# [Work request]
Write out every line below that contains "impl".

(Dataset entries)
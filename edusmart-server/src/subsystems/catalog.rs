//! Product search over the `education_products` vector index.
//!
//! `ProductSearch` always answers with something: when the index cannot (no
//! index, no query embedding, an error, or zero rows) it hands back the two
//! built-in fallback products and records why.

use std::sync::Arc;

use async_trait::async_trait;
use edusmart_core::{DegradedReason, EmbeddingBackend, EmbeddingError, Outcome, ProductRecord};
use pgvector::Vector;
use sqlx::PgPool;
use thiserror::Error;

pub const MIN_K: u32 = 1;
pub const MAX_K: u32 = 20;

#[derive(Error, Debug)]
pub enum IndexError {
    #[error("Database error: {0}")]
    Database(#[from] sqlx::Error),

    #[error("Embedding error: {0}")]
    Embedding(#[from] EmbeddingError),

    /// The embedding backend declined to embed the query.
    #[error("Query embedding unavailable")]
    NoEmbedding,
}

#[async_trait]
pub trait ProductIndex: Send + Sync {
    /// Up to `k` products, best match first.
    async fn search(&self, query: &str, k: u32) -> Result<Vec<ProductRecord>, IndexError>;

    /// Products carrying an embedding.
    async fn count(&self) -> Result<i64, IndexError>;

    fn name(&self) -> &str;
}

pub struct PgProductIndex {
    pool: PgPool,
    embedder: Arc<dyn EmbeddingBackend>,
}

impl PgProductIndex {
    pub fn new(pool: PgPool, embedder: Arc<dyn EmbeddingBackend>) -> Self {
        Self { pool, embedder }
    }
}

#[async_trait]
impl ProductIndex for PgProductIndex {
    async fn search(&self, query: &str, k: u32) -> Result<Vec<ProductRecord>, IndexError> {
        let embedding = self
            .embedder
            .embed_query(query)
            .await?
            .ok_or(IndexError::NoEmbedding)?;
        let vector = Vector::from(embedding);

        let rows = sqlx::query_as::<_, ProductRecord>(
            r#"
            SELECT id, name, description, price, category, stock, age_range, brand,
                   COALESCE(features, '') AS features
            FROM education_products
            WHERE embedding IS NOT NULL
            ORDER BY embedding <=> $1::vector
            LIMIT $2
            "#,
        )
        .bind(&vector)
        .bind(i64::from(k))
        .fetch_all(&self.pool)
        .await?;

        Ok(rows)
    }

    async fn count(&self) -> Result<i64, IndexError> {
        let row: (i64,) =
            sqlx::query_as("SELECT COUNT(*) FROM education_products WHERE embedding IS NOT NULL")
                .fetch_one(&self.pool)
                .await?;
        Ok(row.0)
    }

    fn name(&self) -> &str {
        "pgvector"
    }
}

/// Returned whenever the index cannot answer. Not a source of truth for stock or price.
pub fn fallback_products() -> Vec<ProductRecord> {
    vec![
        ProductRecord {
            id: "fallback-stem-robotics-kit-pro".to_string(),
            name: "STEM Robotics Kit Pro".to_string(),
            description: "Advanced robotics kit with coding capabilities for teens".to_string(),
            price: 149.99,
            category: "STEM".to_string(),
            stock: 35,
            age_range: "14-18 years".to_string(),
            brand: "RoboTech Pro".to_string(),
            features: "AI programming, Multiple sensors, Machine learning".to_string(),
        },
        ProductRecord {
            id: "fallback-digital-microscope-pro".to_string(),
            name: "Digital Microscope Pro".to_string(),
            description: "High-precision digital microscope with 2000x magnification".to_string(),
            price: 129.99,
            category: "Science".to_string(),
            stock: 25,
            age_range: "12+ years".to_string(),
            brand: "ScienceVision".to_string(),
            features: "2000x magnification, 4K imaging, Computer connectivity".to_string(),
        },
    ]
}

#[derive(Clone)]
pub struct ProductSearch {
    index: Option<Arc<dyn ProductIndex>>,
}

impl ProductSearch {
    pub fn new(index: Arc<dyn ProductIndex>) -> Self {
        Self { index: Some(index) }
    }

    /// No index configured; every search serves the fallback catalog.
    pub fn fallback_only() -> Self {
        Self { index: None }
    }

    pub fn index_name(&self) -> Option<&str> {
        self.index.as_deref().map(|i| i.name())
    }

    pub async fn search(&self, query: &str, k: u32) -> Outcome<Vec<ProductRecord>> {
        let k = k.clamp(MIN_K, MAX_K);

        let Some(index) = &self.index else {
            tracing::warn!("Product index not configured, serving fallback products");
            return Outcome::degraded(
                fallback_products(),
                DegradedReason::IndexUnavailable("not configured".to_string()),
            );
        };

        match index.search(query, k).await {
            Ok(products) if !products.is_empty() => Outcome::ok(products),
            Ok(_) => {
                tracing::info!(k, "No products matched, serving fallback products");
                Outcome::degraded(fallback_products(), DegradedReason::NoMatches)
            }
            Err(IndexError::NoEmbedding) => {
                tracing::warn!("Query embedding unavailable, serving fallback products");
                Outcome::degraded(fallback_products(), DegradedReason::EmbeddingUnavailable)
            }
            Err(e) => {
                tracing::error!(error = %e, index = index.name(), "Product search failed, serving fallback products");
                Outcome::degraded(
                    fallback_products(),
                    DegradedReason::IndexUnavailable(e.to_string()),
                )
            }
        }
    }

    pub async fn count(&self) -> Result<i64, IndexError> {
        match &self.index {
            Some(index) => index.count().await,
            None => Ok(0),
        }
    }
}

# [Reply]
impl PgProductIndex {
impl ProductIndex for PgProductIndex {
impl ProductSearch {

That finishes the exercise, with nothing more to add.